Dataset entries
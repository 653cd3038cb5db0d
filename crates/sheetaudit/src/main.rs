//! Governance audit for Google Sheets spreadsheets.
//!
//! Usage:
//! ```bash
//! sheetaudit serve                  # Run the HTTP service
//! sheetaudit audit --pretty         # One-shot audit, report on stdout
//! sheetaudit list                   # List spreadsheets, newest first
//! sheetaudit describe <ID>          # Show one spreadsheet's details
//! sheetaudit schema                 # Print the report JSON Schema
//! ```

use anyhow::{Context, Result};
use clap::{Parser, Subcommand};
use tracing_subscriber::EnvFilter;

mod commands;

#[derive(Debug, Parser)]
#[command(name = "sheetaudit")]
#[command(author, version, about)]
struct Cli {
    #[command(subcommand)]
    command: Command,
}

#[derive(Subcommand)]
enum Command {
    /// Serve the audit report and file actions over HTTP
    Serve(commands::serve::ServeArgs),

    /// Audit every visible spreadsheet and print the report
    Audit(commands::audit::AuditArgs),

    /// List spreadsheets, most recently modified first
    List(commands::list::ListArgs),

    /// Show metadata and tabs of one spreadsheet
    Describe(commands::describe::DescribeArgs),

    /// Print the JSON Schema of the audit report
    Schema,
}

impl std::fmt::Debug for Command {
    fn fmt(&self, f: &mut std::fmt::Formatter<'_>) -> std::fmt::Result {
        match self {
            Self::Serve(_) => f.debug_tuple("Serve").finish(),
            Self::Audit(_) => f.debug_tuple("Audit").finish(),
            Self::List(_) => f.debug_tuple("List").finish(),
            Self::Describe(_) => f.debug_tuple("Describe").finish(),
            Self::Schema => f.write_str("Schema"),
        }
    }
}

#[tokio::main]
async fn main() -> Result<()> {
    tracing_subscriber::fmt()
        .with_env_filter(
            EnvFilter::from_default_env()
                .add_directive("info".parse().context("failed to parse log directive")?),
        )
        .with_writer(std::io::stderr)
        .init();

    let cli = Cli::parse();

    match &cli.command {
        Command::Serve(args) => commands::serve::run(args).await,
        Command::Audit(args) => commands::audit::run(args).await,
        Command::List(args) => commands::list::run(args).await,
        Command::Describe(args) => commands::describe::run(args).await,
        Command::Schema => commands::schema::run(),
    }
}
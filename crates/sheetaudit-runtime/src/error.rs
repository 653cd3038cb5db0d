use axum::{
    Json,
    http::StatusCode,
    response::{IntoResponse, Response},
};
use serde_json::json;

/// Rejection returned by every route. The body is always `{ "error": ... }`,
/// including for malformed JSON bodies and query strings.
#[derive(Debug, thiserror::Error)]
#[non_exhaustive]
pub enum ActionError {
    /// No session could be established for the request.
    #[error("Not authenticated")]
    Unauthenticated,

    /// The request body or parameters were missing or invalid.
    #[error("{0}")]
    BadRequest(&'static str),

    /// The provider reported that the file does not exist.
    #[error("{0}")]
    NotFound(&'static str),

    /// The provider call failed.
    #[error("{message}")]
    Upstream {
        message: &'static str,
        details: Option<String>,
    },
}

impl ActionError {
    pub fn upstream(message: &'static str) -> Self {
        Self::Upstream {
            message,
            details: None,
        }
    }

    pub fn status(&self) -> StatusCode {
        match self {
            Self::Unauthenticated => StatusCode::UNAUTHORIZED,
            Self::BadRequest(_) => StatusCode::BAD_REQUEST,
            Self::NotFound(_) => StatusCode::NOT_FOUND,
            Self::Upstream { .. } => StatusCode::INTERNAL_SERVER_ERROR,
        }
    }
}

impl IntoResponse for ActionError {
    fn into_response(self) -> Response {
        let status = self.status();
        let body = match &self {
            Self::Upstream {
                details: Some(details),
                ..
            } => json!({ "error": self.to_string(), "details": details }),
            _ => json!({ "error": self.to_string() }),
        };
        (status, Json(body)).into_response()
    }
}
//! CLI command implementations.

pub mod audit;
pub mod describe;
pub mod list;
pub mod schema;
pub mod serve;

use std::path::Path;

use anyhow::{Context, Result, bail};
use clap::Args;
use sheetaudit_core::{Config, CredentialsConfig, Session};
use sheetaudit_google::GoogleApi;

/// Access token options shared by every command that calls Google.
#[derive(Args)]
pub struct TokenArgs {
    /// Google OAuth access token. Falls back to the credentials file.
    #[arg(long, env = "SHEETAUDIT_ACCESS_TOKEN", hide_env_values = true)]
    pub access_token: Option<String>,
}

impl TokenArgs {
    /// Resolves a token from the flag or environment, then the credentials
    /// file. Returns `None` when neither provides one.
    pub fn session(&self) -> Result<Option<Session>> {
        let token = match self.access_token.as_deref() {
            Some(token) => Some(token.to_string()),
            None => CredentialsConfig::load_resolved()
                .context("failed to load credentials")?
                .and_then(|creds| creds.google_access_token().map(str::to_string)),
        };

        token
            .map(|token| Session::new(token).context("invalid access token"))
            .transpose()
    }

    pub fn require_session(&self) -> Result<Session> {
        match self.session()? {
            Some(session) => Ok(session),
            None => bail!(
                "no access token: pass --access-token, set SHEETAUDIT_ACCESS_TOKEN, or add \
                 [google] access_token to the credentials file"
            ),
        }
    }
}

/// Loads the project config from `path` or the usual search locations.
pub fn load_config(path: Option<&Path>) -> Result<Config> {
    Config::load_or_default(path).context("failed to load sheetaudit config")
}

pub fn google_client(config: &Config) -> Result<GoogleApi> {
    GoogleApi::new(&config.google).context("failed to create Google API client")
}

(Your objective):
Line by line, restate the data exactly.

(Answer to the exercise):
repository 653cd3038cb5db0d
filename crates/sheetaudit/src/main.rs
//! Governance audit for Google Sheets spreadsheets.
//!
//! Usage:
//! ```bash
//! sheetaudit serve                  # Run the HTTP service
//! sheetaudit audit --pretty         # One-shot audit, report on stdout
//! sheetaudit list                   # List spreadsheets, newest first
//! sheetaudit describe <ID>          # Show one spreadsheet's details
//! sheetaudit schema                 # Print the report JSON Schema
//! ```

use anyhow::{Context, Result};
use clap::{Parser, Subcommand};
use tracing_subscriber::EnvFilter;

mod commands;

#[derive(Debug, Parser)]
#[command(name = "sheetaudit")]
#[command(author, version, about)]
struct Cli {
    #[command(subcommand)]
    command: Command,
}

#[derive(Subcommand)]
enum Command {
    /// Serve the audit report and file actions over HTTP
    Serve(commands::serve::ServeArgs),

    /// Audit every visible spreadsheet and print the report
    Audit(commands::audit::AuditArgs),

    /// List spreadsheets, most recently modified first
    List(commands::list::ListArgs),

    /// Show metadata and tabs of one spreadsheet
    Describe(commands::describe::DescribeArgs),

    /// Print the JSON Schema of the audit report
    Schema,
}

impl std::fmt::Debug for Command {
    fn fmt(&self, f: &mut std::fmt::Formatter<'_>) -> std::fmt::Result {
        match self {
            Self::Serve(_) => f.debug_tuple("Serve").finish(),
            Self::Audit(_) => f.debug_tuple("Audit").finish(),
            Self::List(_) => f.debug_tuple("List").finish(),
            Self::Describe(_) => f.debug_tuple("Describe").finish(),
            Self::Schema => f.write_str("Schema"),
        }
    }
}

#[tokio::main]
async fn main() -> Result<()> {
    tracing_subscriber::fmt()
        .with_env_filter(
            EnvFilter::from_default_env()
                .add_directive("info".parse().context("failed to parse log directive")?),
        )
        .with_writer(std::io::stderr)
        .init();

    let cli = Cli::parse();

    match &cli.command {
        Command::Serve(args) => commands::serve::run(args).await,
        Command::Audit(args) => commands::audit::run(args).await,
        Command::List(args) => commands::list::run(args).await,
        Command::Describe(args) => commands::describe::run(args).await,
        Command::Schema => commands::schema::run(),
    }
}
filename crates/sheetaudit-runtime/src/error.rs
repository 653cd3038cb5db0d
use axum::{
    Json,
    http::StatusCode,
    response::{IntoResponse, Response},
};
use serde_json::json;

/// Rejection returned by every route. The body is always `{ "error": ... }`,
/// including for malformed JSON bodies and query strings.
#[derive(Debug, thiserror::Error)]
#[non_exhaustive]
pub enum ActionError {
    /// No session could be established for the request.
    #[error("Not authenticated")]
    Unauthenticated,

    /// The request body or parameters were missing or invalid.
    #[error("{0}")]
    BadRequest(&'static str),

    /// The provider reported that the file does not exist.
    #[error("{0}")]
    NotFound(&'static str),

    /// The provider call failed.
    #[error("{message}")]
    Upstream {
        message: &'static str,
        details: Option<String>,
    },
}

impl ActionError {
    pub fn upstream(message: &'static str) -> Self {
        Self::Upstream {
            message,
            details: None,
        }
    }

    pub fn status(&self) -> StatusCode {
        match self {
            Self::Unauthenticated => StatusCode::UNAUTHORIZED,
            Self::BadRequest(_) => StatusCode::BAD_REQUEST,
            Self::NotFound(_) => StatusCode::NOT_FOUND,
            Self::Upstream { .. } => StatusCode::INTERNAL_SERVER_ERROR,
        }
    }
}

impl IntoResponse for ActionError {
    fn into_response(self) -> Response {
        let status = self.status();
        let body = match &self {
            Self::Upstream {
                details: Some(details),
                ..
            } => json!({ "error": self.to_string(), "details": details }),
            _ => json!({ "error": self.to_string() }),
        };
        (status, Json(body)).into_response()
    }
}
//! CLI command implementations.

pub mod audit;
pub mod describe;
pub mod list;
pub mod schema;
pub mod serve;

use std::path::Path;

use anyhow::{Context, Result, bail};
use clap::Args;
use sheetaudit_core::{Config, CredentialsConfig, Session};
use sheetaudit_google::GoogleApi;

/// Access token options shared by every command that calls Google.
#[derive(Args)]
pub struct TokenArgs {
    /// Google OAuth access token. Falls back to the credentials file.
    #[arg(long, env = "SHEETAUDIT_ACCESS_TOKEN", hide_env_values = true)]
    pub access_token: Option<String>,
}

impl TokenArgs {
    /// Resolves a token from the flag or environment, then the credentials
    /// file. Returns `None` when neither provides one.
    pub fn session(&self) -> Result<Option<Session>> {
        let token = match self.access_token.as_deref() {
            Some(token) => Some(token.to_string()),
            None => CredentialsConfig::load_resolved()
                .context("failed to load credentials")?
                .and_then(|creds| creds.google_access_token().map(str::to_string)),
        };

        token
            .map(|token| Session::new(token).context("invalid access token"))
            .transpose()
    }

    pub fn require_session(&self) -> Result<Session> {
        match self.session()? {
            Some(session) => Ok(session),
            None => bail!(
                "no access token: pass --access-token, set SHEETAUDIT_ACCESS_TOKEN, or add \
                 [google] access_token to the credentials file"
            ),
        }
    }
}

/// Loads the project config from `path` or the usual search locations.
pub fn load_config(path: Option<&Path>) -> Result<Config> {
    Config::load_or_default(path).context("failed to load sheetaudit config")
}

pub fn google_client(config: &Config) -> Result<GoogleApi> {
    GoogleApi::new(&config.google).context("failed to create Google API client")
}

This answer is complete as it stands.